### Task statement
Lines to restate from the data below: from the one containing "assert_eq!(h.relay.connect_count(), 0);" to the one containing "async fn test_relay_unreachable_releases_media()", both included. Give them again exactly, and only them.
BEGIN
use huddle_client::CallEvent;
use std::time::Duration;
use tokio::sync::mpsc;

/// Collects [`CallEvent`]s from a subscription.
pub struct EventLog {
    rx: mpsc::UnboundedReceiver<CallEvent>,
    seen: Vec<CallEvent>,
}

impl EventLog {
    pub fn new(rx: mpsc::UnboundedReceiver<CallEvent>) -> Self {
        Self {
            rx,
            seen: Vec::new(),
        }
    }

    /// Events that are already queued, without waiting.
    pub fn drain(&mut self) -> Vec<CallEvent> {
        let mut fresh = Vec::new();
        while let Ok(event) = self.rx.try_recv() {
            fresh.push(event);
        }
        self.seen.extend(fresh.iter().cloned());
        fresh
    }

    /// Receive until an event matches `pred`. Uses tokio time, so it also
    /// works with a paused clock.
    pub async fn wait_for<F>(&mut self, timeout_ms: u64, pred: F) -> Option<CallEvent>
    where
        F: Fn(&CallEvent) -> bool,
    {
        let deadline = tokio::time::Instant::now() + Duration::from_millis(timeout_ms);
        loop {
            let event = tokio::time::timeout_at(deadline, self.rx.recv())
                .await
                .ok()??;
            self.seen.push(event.clone());
            if pred(&event) {
                return Some(event);
            }
        }
    }

    /// Everything received so far.
    pub fn seen(&self) -> &[CallEvent] {
        &self.seen
    }

    pub fn count<F>(&self, pred: F) -> usize
    where
        F: Fn(&CallEvent) -> bool,
    {
        self.seen.iter().filter(|e| pred(e)).count()
    }
}
use huddle_client::{CallError, CallEvent, EndReason, ErrorKind, LinkPhase};
use huddle_core::{EnvelopeKind, PeerId, RoomId, SignalingEnvelope};
use std::sync::atomic::Ordering;
use std::time::Duration;

use crate::integration::init_tracing;
use crate::utils::{Harness, TransportCall, join, peer};

fn room(id: &str) -> RoomId {
    RoomId::from(id)
}

#[tokio::test]
async fn test_join_acquires_media_and_announces_call() {
    init_tracing();
    let h = Harness::joined("r1", "a").await;

    assert!(h.manager.is_active());
    assert_eq!(h.manager.room_id(), Some(&room("r1")));
    assert_eq!(h.media.acquired(), 1);
    assert_eq!(h.relay.connect_count(), 1);
    assert_eq!(h.chat.messages(), vec!["r1: a started".to_string()]);

    let snapshot = h.snapshot().await;
    assert_eq!(snapshot.local_peer_id, peer("a"));
    assert!(snapshot.holds_local_stream);
    assert!(snapshot.peers.is_empty());
}

#[tokio::test]
async fn test_media_unavailable_leaves_manager_usable() {
    init_tracing();
    let mut h = Harness::new();
    h.media.set_deny(true);

    let err = h
        .manager
        .join(room("r1"), peer("a"))
        .await
        .expect_err("join must fail without media");
    assert_eq!(err.kind(), ErrorKind::MediaUnavailable);
    assert!(err.is_retryable());
    assert!(!h.manager.is_active());
    assert_eq!(h.relay.connect_count(), 0);
    assert!(h.events.drain().contains(&CallEvent::Error(err)));

    h.media.set_deny(false);
    h.manager
        .join(room("r1"), peer("a"))
        .await
        .expect("retry succeeds");
    assert!(h.manager.is_active());
}

#[tokio::test]
async fn test_relay_unreachable_releases_media() {
    init_tracing();
    let mut h = Harness::new();
    h.relay.set_refuse_connections(true);

    let err = h
        .manager
        .join(room("r1"), peer("a"))
        .await
        .expect_err("join must fail without relay");
    assert_eq!(err.kind(), ErrorKind::RelayUnreachable);
    assert_eq!(h.media.acquired(), 1);
    assert_eq!(h.media.released(), 1);
    assert!(!h.manager.is_active());
    assert!(h.chat.messages().is_empty());
}

#[tokio::test]
async fn test_join_same_room_is_noop_and_other_room_is_rejected() {
    init_tracing();
    let mut h = Harness::joined("r1", "a").await;

    h.manager
        .join(room("r1"), peer("a"))
        .await
        .expect("rejoining the same room is a no-op");
    assert_eq!(h.media.acquired(), 1);

    let err = h
        .manager
        .join(room("r2"), peer("a"))
        .await
        .expect_err("second room needs leave first");
    assert_eq!(err, CallError::AlreadyJoined(room("r1")));
    assert_eq!(h.manager.room_id(), Some(&room("r1")));

    h.manager.leave().await;
    h.manager
        .join(room("r2"), peer("a"))
        .await
        .expect("join after leave");
    assert_eq!(h.manager.room_id(), Some(&room("r2")));
}

#[tokio::test]
async fn test_leave_is_idempotent() {
    init_tracing();
    let mut h = Harness::joined("r1", "a").await;

    h.manager.leave().await;
    h.manager.leave().await;

    assert!(!h.manager.is_active());
    assert!(h.manager.snapshot().await.is_none());
    assert_eq!(h.media.released(), 1);
    assert_eq!(h.relay.sent_of(EnvelopeKind::Leave).await.len(), 1);
    assert_eq!(h.relay.close_count(), 1);
    assert_eq!(
        h.chat.messages(),
        vec!["r1: a started".to_string(), "r1: a ended".to_string()]
    );

    h.events.drain();
    let ended = h
        .events
        .count(|e| matches!(e, CallEvent::SessionEnded { .. }));
    assert_eq!(ended, 1);
}

#[tokio::test]
async fn test_leave_without_join_is_noop() {
    init_tracing();
    let mut h = Harness::new();

    h.manager.leave().await;

    assert!(!h.manager.is_active());
    assert!(h.events.drain().is_empty());
}

#[tokio::test]
async fn test_leave_sends_leave_envelope() {
    init_tracing();
    let mut h = Harness::joined("r1", "a").await;

    h.manager.leave().await;

    assert_eq!(
        h.relay.sent().await,
        vec![SignalingEnvelope::leave(peer("a"))]
    );
}

#[tokio::test]
async fn test_leave_during_negotiation_closes_links_and_releases_stream_once() {
    init_tracing();
    let mut h = Harness::joined("r1", "a").await;

    h.relay.deliver(join("c")).await;
    let snapshot = h.snapshot().await;
    assert_eq!(snapshot.peer(&peer("c")).unwrap().phase, LinkPhase::Negotiating);

    // b's offer never completes, so its negotiation is in flight at leave.
    h.connector.behavior().hang_offers.store(true, Ordering::SeqCst);
    h.relay.deliver(join("b")).await;
    let b = h
        .connector
        .wait_for_link("b", 2000)
        .await
        .expect("transport for b");
    assert!(b.wait_for_call(&TransportCall::CreateOffer, 2000).await);

    h.manager.leave().await;

    assert_eq!(
        b.calls().await,
        vec![TransportCall::CreateOffer, TransportCall::Close]
    );
    let c = h.connector.latest("c").await.unwrap();
    assert_eq!(c.calls().await.last(), Some(&TransportCall::Close));
    assert_eq!(h.media.released(), 1);
    assert!(h.manager.snapshot().await.is_none());

    // The in-flight offer never reached the relay.
    let offers: Vec<Option<PeerId>> = h
        .relay
        .sent_of(EnvelopeKind::Offer)
        .await
        .into_iter()
        .map(|e| e.to)
        .collect();
    assert_eq!(offers, vec![Some(peer("c"))]);

    h.events.drain();
    assert!(h.events.seen().contains(&CallEvent::SessionEnded {
        room_id: room("r1"),
        reason: EndReason::Left,
    }));
}

#[tokio::test]
async fn test_leave_during_failure_close_still_closes_transport() {
    init_tracing();
    let mut h = Harness::joined("r1", "a").await;

    h.relay.deliver(join("b")).await;
    h.snapshot().await;
    let b = h.connector.latest("b").await.expect("transport for b");

    // b's close is still in progress when leave() lands.
    h.connector.behavior().hold_closes.store(true, Ordering::SeqCst);
    b.signal_failed("ICE connectivity failed").await;
    assert!(h.connector.wait_for_closes_started(1, 2000).await);

    let connector = h.connector.clone();
    let release = async move {
        tokio::time::sleep(Duration::from_millis(50)).await;
        connector.behavior().hold_closes.store(false, Ordering::SeqCst);
    };
    tokio::join!(h.manager.leave(), release);

    assert_eq!(b.calls().await.last(), Some(&TransportCall::Close));
    assert_eq!(h.media.released(), 1);

    let events = h.events.drain();
    assert!(events.iter().any(|e| matches!(
        e,
        CallEvent::ConnectionFailed { peer_id, error }
            if *peer_id == peer("b") && error.kind() == ErrorKind::NegotiationFailed
    )));
    assert!(matches!(
        events.last(),
        Some(CallEvent::SessionEnded { reason: EndReason::Left, .. })
    ));
}

#[tokio::test]
async fn test_undeliverable_leave_does_not_block_teardown() {
    init_tracing();
    let mut h = Harness::joined("r1", "a").await;
    h.relay.set_fail_sends(true);

    h.manager.leave().await;

    assert!(!h.manager.is_active());
    assert_eq!(h.media.released(), 1);
    assert_eq!(h.relay.close_count(), 1);
}

#[tokio::test]
async fn test_relay_loss_ends_session() {
    init_tracing();
    let mut h = Harness::joined("r1", "a").await;

    h.relay.deliver(join("b")).await;
    h.snapshot().await;
    h.relay.disconnect().await;

    let ended = h
        .events
        .wait_for(2000, |e| matches!(e, CallEvent::SessionEnded { .. }))
        .await;
    assert_eq!(
        ended,
        Some(CallEvent::SessionEnded {
            room_id: room("r1"),
            reason: EndReason::RelayLost,
        })
    );
    assert_eq!(h.media.released(), 1);
    assert_eq!(
        h.connector.latest("b").await.unwrap().calls().await.last(),
        Some(&TransportCall::Close)
    );
    // No LEAVE over a relay that is already gone.
    assert!(h.relay.sent_of(EnvelopeKind::Leave).await.is_empty());

    assert!(!h.manager.is_active());
    h.manager
        .join(room("r1"), peer("a"))
        .await
        .expect("rejoin after relay loss");
    assert_eq!(h.media.acquired(), 2);
}

#[tokio::test]
async fn test_send_failure_stops_new_negotiation() {
    init_tracing();
    let mut h = Harness::joined("r1", "a").await;

    h.relay.deliver(join("b")).await;
    h.snapshot().await;
    h.relay.set_fail_sends(true);

    h.relay.deliver(join("c")).await;
    let snapshot = h.snapshot().await;
    assert!(snapshot.relay_degraded);
    assert!(snapshot.peer(&peer("b")).is_some());
    assert!(snapshot.peer(&peer("c")).is_some());

    h.relay.deliver(join("d")).await;
    let snapshot = h.snapshot().await;
    assert!(snapshot.peer(&peer("d")).is_none());
    assert!(h.connector.latest("d").await.is_none());

    let events = h.events.drain();
    let relay_errors = events
        .iter()
        .filter(|e| matches!(e, CallEvent::Error(e) if e.kind() == ErrorKind::RelayUnreachable))
        .count();
    assert_eq!(relay_errors, 1);
    assert!(events.contains(&CallEvent::PeerJoined(peer("d"))));
}

#[tokio::test]
async fn test_dropping_manager_ends_session() {
    init_tracing();
    let mut h = Harness::joined("r1", "a").await;

    drop(h.manager);

    let ended = h
        .events
        .wait_for(2000, |e| matches!(e, CallEvent::SessionEnded { .. }))
        .await;
    assert!(ended.is_some());
    assert_eq!(h.media.released(), 1);
}
use std::net::SocketAddr;
use std::time::Duration;

use huddle_core::{PeerId, RoomId};
use huddle_relay::{RelayConfig, RelayHub, serve_on};
use tokio::net::TcpListener;
use tokio::sync::oneshot;

/// A relay server on an ephemeral local port.
pub struct TestRelay {
    pub addr: SocketAddr,
    pub hub: RelayHub,
    shutdown: Option<oneshot::Sender<()>>,
}

impl TestRelay {
    pub async fn start() -> Self {
        let listener = TcpListener::bind("127.0.0.1:0")
            .await
            .expect("Failed to bind test relay");
        let addr = listener.local_addr().expect("Listener has no address");
        let hub = RelayHub::new();
        let (shutdown_tx, shutdown_rx) = oneshot::channel::<()>();

        let config = RelayConfig {
            bind: addr,
            heartbeat_interval: Duration::from_secs(30),
        };
        tokio::spawn(serve_on(listener, config, hub.clone(), async move {
            let _ = shutdown_rx.await;
        }));

        Self {
            addr,
            hub,
            shutdown: Some(shutdown_tx),
        }
    }

    pub fn url(&self) -> String {
        format!("ws://{}", self.addr)
    }

    /// Wait until the hub lists exactly `expected` in `room`.
    pub async fn wait_for_members(&self, room: &str, expected: &[&str], timeout_ms: u64) -> bool {
        let room = RoomId::from(room);
        let expected: Vec<PeerId> = expected.iter().map(|id| PeerId::from(*id)).collect();
        let start = std::time::Instant::now();
        let timeout = Duration::from_millis(timeout_ms);

        loop {
            if self.hub.members(&room) == expected {
                return true;
            }
            if start.elapsed() > timeout {
                return false;
            }
            tokio::time::sleep(Duration::from_millis(10)).await;
        }
    }
}

impl Drop for TestRelay {
    fn drop(&mut self) {
        if let Some(tx) = self.shutdown.take() {
            let _ = tx.send(());
        }
    }
}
END
### Response to this exercise
    assert_eq!(h.relay.connect_count(), 0);
    assert!(h.events.drain().contains(&CallEvent::Error(err)));

    h.media.set_deny(false);
    h.manager
        .join(room("r1"), peer("a"))
        .await
        .expect("retry succeeds");
    assert!(h.manager.is_active());
}

#[tokio::test]
async fn test_relay_unreachable_releases_media() {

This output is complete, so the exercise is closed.